Called to Counsel
Eunjee Lee is the name on her Korean passport, but most friends of the 25-year-old student at Union Presbyterian Seminary know her as Stellar Lee. Two years ago, Lee left her home in Korea to enroll in the M.Div. program at Union Presbyterian Seminary. She chose Union, in part, because one of her university professors in Korea recommended the school, citing its distinguished 200-year history. She feels God is calling her to a ministry of pastoral care and counseling.
Lee’s spiritual journey began in high school during a bout of severe depression. She had not grown up in the church and didn’t believe in God.
“My uncle was a pastor,” she says. “He tried to help me get over my condition. I began going to church. I prayed. I read the Bible.”
Ultimately, she adds, “I found a reason to live.”
Out of her struggle emerged a strong sense of call to ministry. “I have compassion for people who have illness like I did,” she says. “I’m really happy when I listen to other people, when they try to open up about their problems and I try to help them.”

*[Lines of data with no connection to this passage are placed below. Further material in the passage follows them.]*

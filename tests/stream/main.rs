//! Stream-level tests: write queues, read pausing and server push.

#[path = "../support/mod.rs"]
mod support;
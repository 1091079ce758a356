use remount::diff::{insert, remove, Root};
use remount::dom::Dom as _;
use remount::element::{Component, Element, Node};
use remount::props::{Props, Value};
use remount::tree::{DomOp, Id, TreeDom};
use remount::vnode::{to_vnode, VNode};
use std::cell::Cell;
use std::rc::Rc;

fn new_root() -> (Root<TreeDom>, Id) {
	let mut dom = TreeDom::new();
	let container = dom.create_element("root");
	(Root::new_for_element(dom, container), container)
}

#[test]
fn mounts_a_div_with_text() {
	let (mut root, container) = new_root();
	root.render(&Element::host("div").children("hi").into());

	let dom = root.dom();
	assert_eq!(dom.children(container).len(), 1);
	let div = dom.children(container)[0];
	assert_eq!(dom.tag(div), Some("div"));
	assert_eq!(dom.children(div).len(), 1);
	assert_eq!(dom.text(dom.children(div)[0]), Some("hi"));
}

#[test]
fn null_render_then_span_leaves_exactly_one_span() {
	let (mut root, container) = new_root();

	root.render(&Node::Null);
	// The first render mounts a single empty text node.
	assert_eq!(root.dom().children(container).len(), 1);
	assert_eq!(root.dom().text(root.dom().children(container)[0]), Some(""));

	root.render(&Element::host("span").into());
	assert_eq!(root.dom().children(container).len(), 1);
	assert_eq!(root.dom().tag(root.dom().children(container)[0]), Some("span"));
}

#[test]
fn component_props_exclude_setup_and_produced_descriptor_mounts() {
	let (mut root, container) = new_root();

	let invocations = Rc::new(Cell::new(0));
	let component = {
		let invocations = Rc::clone(&invocations);
		Component::new(move |_scope, setup| {
			invocations.set(invocations.get() + 1);
			assert_eq!(setup.as_ref().and_then(Value::as_int), Some(7));
			Box::new(|props: &Props| {
				assert!(props.get("setup").is_none(), "render props must not include `setup`");
				assert_eq!(props.len(), 1);
				let label = props.get("label").and_then(Value::as_str).expect("label prop");
				Node::from(label.to_owned())
			})
		})
	};

	root.render(&Element::component(component).prop("setup", 7_i64).prop("label", "x").into());
	assert_eq!(invocations.get(), 1);
	assert_eq!(root.dom().inner_snapshot(container), "x");
	// The component itself holds no live handle; its content does.
	match root.tree().expect("rendered") {
		VNode::Component { content, .. } => assert!(content.as_deref().map_or(false, VNode::is_mounted)),
		other => panic!("expected a component at the root, got {:?}", other),
	}
}

#[test]
fn component_rerender_detaches_old_text_before_inserting_new() {
	let (mut root, container) = new_root();

	root.render(&Element::component(Component::from_render(|_props: &Props| Node::from("x"))).into());
	assert_eq!(root.dom().inner_snapshot(container), "x");

	root.dom_mut().take_ops();
	root.render(&Element::component(Component::from_render(|_props: &Props| Node::from("y"))).into());

	let ops = root.dom_mut().take_ops();
	assert!(matches!(ops[0], DomOp::Remove { .. }), "old content must detach first, got {:?}", ops);
	assert!(matches!(ops[1], DomOp::CreateText { .. }));
	assert!(matches!(ops[2], DomOp::Append { .. }));
	assert_eq!(root.dom().inner_snapshot(container), "y");
}

#[test]
fn inner_html_elements_mount_with_no_normalized_children() {
	let (mut root, container) = new_root();
	root.render(
		&Element::host("div")
			.prop("innerHTML", "<b>x</b>")
			.children("ignored")
			.into(),
	);

	let dom = root.dom();
	let div = dom.children(container)[0];
	assert_eq!(dom.children(div).len(), 0);
	assert_eq!(dom.inner_html(div), Some("<b>x</b>"));
	assert_eq!(dom.snapshot(div), "<div><b>x</b></div>");
}

#[test]
fn mount_then_remove_returns_container_to_empty() {
	let mut dom = TreeDom::new();
	let container = dom.create_element("root");

	let descriptor: Node = Element::host("ul")
		.children(vec![
			Node::from(Element::host("li").children("one")),
			Node::from(Element::host("li").children("two")),
		])
		.into();
	let mut vnode: VNode<Id> = to_vnode(&descriptor);

	insert(&mut dom, &mut vnode, &container);
	assert!(vnode.is_mounted());
	assert_eq!(dom.inner_snapshot(container), "<ul><li>one</li><li>two</li></ul>");

	remove(&mut dom, &vnode, &container);
	assert!(dom.children(container).is_empty());
}

#[test]
fn replace_removes_the_old_subtree_before_appending_the_new() {
	let (mut root, container) = new_root();
	root.render(&Element::host("div").children("A").into());

	root.dom_mut().take_ops();
	root.render(&Element::host("span").children("B").into());

	let ops = root.dom_mut().take_ops();
	let remove_pos = ops
		.iter()
		.position(|op| matches!(op, DomOp::Remove { parent, .. } if *parent == container))
		.expect("a removal against the container");
	let append_pos = ops
		.iter()
		.position(|op| matches!(op, DomOp::Append { parent, .. } if *parent == container))
		.expect("an append against the container");
	assert!(remove_pos < append_pos, "remove-before-insert ordering violated: {:?}", ops);
	assert_eq!(root.dom().inner_snapshot(container), "<span>B</span>");
}

#[test]
fn fragments_mount_in_order_and_detach_each_child() {
	let mut dom = TreeDom::new();
	let container = dom.create_element("root");

	let fragment: Node = vec![Node::from("a"), Node::from("b"), Node::from("c")].into();
	let mut vnode: VNode<Id> = to_vnode(&fragment);

	insert(&mut dom, &mut vnode, &container);
	assert_eq!(dom.inner_snapshot(container), "abc");

	dom.take_ops();
	remove(&mut dom, &vnode, &container);
	assert!(dom.children(container).is_empty());

	// A fragment has no live node of its own; each child detaches individually.
	let removals = dom.take_ops().iter().filter(|op| matches!(op, DomOp::Remove { .. })).count();
	assert_eq!(removals, 3);
}

#[test]
fn nested_lists_render_in_flattened_order() {
	let (mut root, container) = new_root();
	root.render(&Node::List(vec![
		Node::from("a"),
		Node::List(vec![Node::from("b"), Node::List(vec![Node::from("c")])]),
		Node::from("d"),
	]));
	assert_eq!(root.dom().inner_snapshot(container), "abcd");
}

#[test]
fn scalar_renders_use_canonical_text() {
	let (mut root, container) = new_root();
	root.render(&Node::Float(5.0));
	assert_eq!(root.dom().inner_snapshot(container), "5");

	root.render(&Node::Int(42));
	assert_eq!(root.dom().inner_snapshot(container), "42");
}

#[test]
fn rerender_rebuilds_even_identical_descriptors() {
	let (mut root, container) = new_root();
	let descriptor: Node = Element::host("div").children("same").into();

	root.render(&descriptor);
	let first = root.dom().children(container)[0];

	root.render(&descriptor);
	let second = root.dom().children(container)[0];
	assert_ne!(first, second, "no subtree reuse: an identical re-render still rebuilds");
	assert_eq!(root.dom().inner_snapshot(container), "<div>same</div>");
}

#[test]
fn components_returning_elements_mount_their_subtree() {
	let (mut root, container) = new_root();
	let component = Component::from_render(|props: &Props| {
		let name = props.get("name").and_then(Value::as_str).unwrap_or("world").to_owned();
		Element::host("p").children(vec![Node::from("hello "), Node::from(name)]).into()
	});

	root.render(&Element::component(component).prop("name", "remount").into());
	assert_eq!(root.dom().inner_snapshot(container), "<p>hello remount</p>");
}
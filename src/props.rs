use crate::element::Node;
use hashbrown::HashMap;

/// A prop value. `children` holds a descriptor; `innerHTML` a raw markup string;
/// `setup` whatever the component expects.
#[derive(Clone, Debug)]
pub enum Value {
	Str(String),
	Int(i64),
	Float(f64),
	Bool(bool),
	Node(Box<Node>),
}

impl Value {
	#[must_use]
	pub fn as_str(&self) -> Option<&str> {
		if let Value::Str(text) = self {
			Some(text)
		} else {
			None
		}
	}

	#[must_use]
	pub fn as_int(&self) -> Option<i64> {
		if let Value::Int(value) = self {
			Some(*value)
		} else {
			None
		}
	}

	/// The value viewed as a renderable descriptor; scalar props render as text.
	#[must_use]
	pub fn to_node(&self) -> Node {
		match self {
			Value::Str(text) => Node::Str(text.clone()),
			Value::Int(value) => Node::Int(*value),
			Value::Float(value) => Node::Float(*value),
			Value::Bool(value) => Node::Bool(*value),
			Value::Node(node) => (**node).clone(),
		}
	}
}

impl From<&str> for Value {
	fn from(text: &str) -> Self {
		Value::Str(text.to_owned())
	}
}
impl From<String> for Value {
	fn from(text: String) -> Self {
		Value::Str(text)
	}
}
impl From<i64> for Value {
	fn from(value: i64) -> Self {
		Value::Int(value)
	}
}
impl From<f64> for Value {
	fn from(value: f64) -> Self {
		Value::Float(value)
	}
}
impl From<bool> for Value {
	fn from(value: bool) -> Self {
		Value::Bool(value)
	}
}
impl From<Node> for Value {
	fn from(node: Node) -> Self {
		Value::Node(Box::new(node))
	}
}

/// The prop map of an element descriptor.
///
/// `children`, `innerHTML` and `setup` are reserved names with normalization and
/// mount semantics; everything else rides along untouched.
#[derive(Clone, Debug, Default)]
pub struct Props(HashMap<String, Value>);

impl Props {
	#[must_use]
	pub fn new() -> Self {
		Self(HashMap::new())
	}

	pub fn insert(&mut self, name: impl Into<String>, value: impl Into<Value>) {
		self.0.insert(name.into(), value.into());
	}

	#[must_use]
	pub fn get(&self, name: &str) -> Option<&Value> {
		self.0.get(name)
	}

	#[must_use]
	pub fn contains(&self, name: &str) -> bool {
		self.0.contains_key(name)
	}

	#[must_use]
	pub fn len(&self) -> usize {
		self.0.len()
	}

	#[must_use]
	pub fn is_empty(&self) -> bool {
		self.0.is_empty()
	}

	pub fn names(&self) -> impl Iterator<Item = &str> {
		self.0.keys().map(String::as_str)
	}

	#[must_use]
	pub fn children(&self) -> Option<&Value> {
		self.get("children")
	}

	/// Whether `innerHTML` is present and non-null; a null descriptor value
	/// counts as absent, so children normalize as usual.
	#[must_use]
	pub fn has_inner_html(&self) -> bool {
		match self.get("innerHTML") {
			None => false,
			Some(Value::Node(node)) => !matches!(**node, Node::Null),
			Some(_) => true,
		}
	}

	#[must_use]
	pub fn inner_html(&self) -> Option<&str> {
		self.get("innerHTML").and_then(Value::as_str)
	}

	/// Splits the `setup` entry from a copy of the remaining props.
	///
	/// The remainder is what a component's render function receives.
	#[must_use]
	pub fn split_setup(&self) -> (Option<Value>, Props) {
		let mut rest = self.clone();
		let setup = rest.0.remove("setup");
		(setup, rest)
	}
}
use crate::dom::Dom;
use crate::element::{Node, Scope};
use crate::vnode::{to_vnode, VNode};
use tracing::{trace, trace_span};

/// Mounts `node`'s representation under `parent`, recursively.
///
/// Host children are inserted into the newly created element before that
/// element is appended to `parent`, so a subtree becomes visible in one
/// append. Components are invoked here: `setup` is split out of the props, the
/// component yields a render function, and whatever that produces is
/// normalized into the node's `content` and mounted in its place.
pub fn insert<D: Dom>(dom: &mut D, node: &mut VNode<D::Node>, parent: &D::Node) {
	match node {
		VNode::Text { text, dom: handle } => {
			let span = trace_span!("Mounting text node", text = text.as_str());
			let _enter = span.enter();
			debug_assert!(handle.is_none(), "text node mounted twice");
			let created = dom.create_text(text);
			*handle = Some(created.clone());
			dom.append_child(parent, &created);
		}
		VNode::Fragment { children, .. } => {
			let span = trace_span!("Mounting fragment", "children.len()" = children.len());
			let _enter = span.enter();
			for child in children.iter_mut() {
				insert(dom, child, parent);
			}
		}
		VNode::Host {
			tag,
			props,
			children,
			dom: handle,
			..
		} => {
			let span = trace_span!("Mounting element", tag = tag.as_str());
			let _enter = span.enter();
			debug_assert!(handle.is_none(), "element mounted twice");
			let created = dom.create_element(tag);
			if let Some(html) = props.inner_html() {
				dom.set_inner_html(&created, html);
			}
			for child in children.iter_mut() {
				insert(dom, child, &created);
			}
			*handle = Some(created.clone());
			dom.append_child(parent, &created);
		}
		VNode::Component { component, props, content, .. } => {
			let span = trace_span!("Mounting component");
			let _enter = span.enter();
			let (setup, rest) = props.split_setup();
			let render = component.invoke(Scope, setup);
			let produced = render(&rest);
			*content = Some(Box::new(to_vnode(&produced)));
			if let Some(content) = content.as_deref_mut() {
				insert(dom, content, parent);
			}
		}
	}
}

/// Detaches `node`'s representation from `parent`.
///
/// A live handle takes its whole subtree with it, so recursion stops at the
/// first handle found. Fragments detach each child individually; components
/// forward to their mounted content.
pub fn remove<D: Dom>(dom: &mut D, node: &VNode<D::Node>, parent: &D::Node) {
	match node {
		VNode::Text { dom: Some(handle), text } => {
			let span = trace_span!("Removing text node", text = text.as_str());
			let _enter = span.enter();
			dom.remove_child(parent, handle);
		}
		VNode::Host { dom: Some(handle), tag, .. } => {
			let span = trace_span!("Removing element", tag = tag.as_str());
			let _enter = span.enter();
			dom.remove_child(parent, handle);
		}
		VNode::Fragment { children, .. } => {
			let span = trace_span!("Removing fragment", "children.len()" = children.len());
			let _enter = span.enter();
			for child in children {
				remove(dom, child, parent);
			}
		}
		VNode::Component { content: Some(content), .. } => {
			let span = trace_span!("Removing component content");
			let _enter = span.enter();
			remove(dom, content, parent);
		}
		VNode::Text { dom: None, .. } | VNode::Host { dom: None, .. } | VNode::Component { content: None, .. } => {
			trace!("Nothing to remove for unmounted node.");
		}
	}
}

/// The entire reconciliation policy: tear down, then rebuild.
///
/// No attribute patching, no subtree reuse, no keyed matching. The ordering is
/// part of the contract; components whose effects are tied to attach/detach
/// order see `curr` leave the document before anything of `next` arrives.
pub fn replace<D: Dom>(dom: &mut D, curr: &VNode<D::Node>, next: &mut VNode<D::Node>, parent: &D::Node) {
	remove(dom, curr, parent);
	insert(dom, next, parent);
}

/// Attached to a container node at construction, a `Root` renders descriptors
/// into it and keeps the single previous-tree slot between calls.
///
/// `render` takes `&mut self`, which makes the no-reentrant-render contract a
/// compile-time fact rather than a convention: nothing running inside a
/// component body can reach this root again during its own mount.
pub struct Root<D: Dom> {
	dom: D,
	container: D::Node,
	tree: Option<VNode<D::Node>>,
}

impl<D: Dom> Root<D> {
	#[must_use]
	pub fn new_for_element(dom: D, container: D::Node) -> Self {
		Self { dom, container, tree: None }
	}

	/// Normalizes `node` and mounts it, replacing whatever the previous call
	/// rendered.
	///
	/// The previous-tree slot only advances once the whole render has run, so
	/// a panicking component leaves the old tree in place; the next call
	/// replaces against it.
	pub fn render(&mut self, node: &Node) {
		let span = trace_span!("render", first = self.tree.is_none());
		let _enter = span.enter();
		let mut next = to_vnode(node);
		match &self.tree {
			None => insert(&mut self.dom, &mut next, &self.container),
			Some(curr) => replace(&mut self.dom, curr, &mut next, &self.container),
		}
		self.tree = Some(next);
	}

	#[must_use]
	pub fn dom(&self) -> &D {
		&self.dom
	}

	pub fn dom_mut(&mut self) -> &mut D {
		&mut self.dom
	}

	#[must_use]
	pub fn container(&self) -> &D::Node {
		&self.container
	}

	/// The currently mounted tree, if any render has happened yet.
	#[must_use]
	pub fn tree(&self) -> Option<&VNode<D::Node>> {
		self.tree.as_ref()
	}
}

Lee has taken an introduction to pastoral care course at UPSem and is considering doing a yearlong residency in Clinical Pastoral Education after she graduates in 2015. Ten years from now, you may find her working as a chaplain or enrolled in a doctoral program in preparation for teaching. She’s ready to go wherever God’s call takes her, whether that means returning to Korea or remaining in the United States.
In the meantime, a pastoral internship at Richmond Korean Presbyterian Church, where she is director of children’s ministries, is helping her apply what she is learning in the classroom to the realities of leading a congregation.
“What I’m learning in class supports what I’m doing in the church,” she says. In a Bible course, for example, one of the requirements was to study a Scripture passage and write a sermon based on the passage that would be relevant to her church setting. Theology courses have challenged her to apply Christian doctrine to the real questions people in the pews are asking about life and faith.
It’s not easy being a single woman at a small school far from home, Lee admits. She and another Korean student are prayer partners. She has joined a “dinner group”—five students who take turns cooking for each other. She stays connected to home by watching Korean TV on her laptop.
By reaching out, Lee says, “I try to make community for myself.”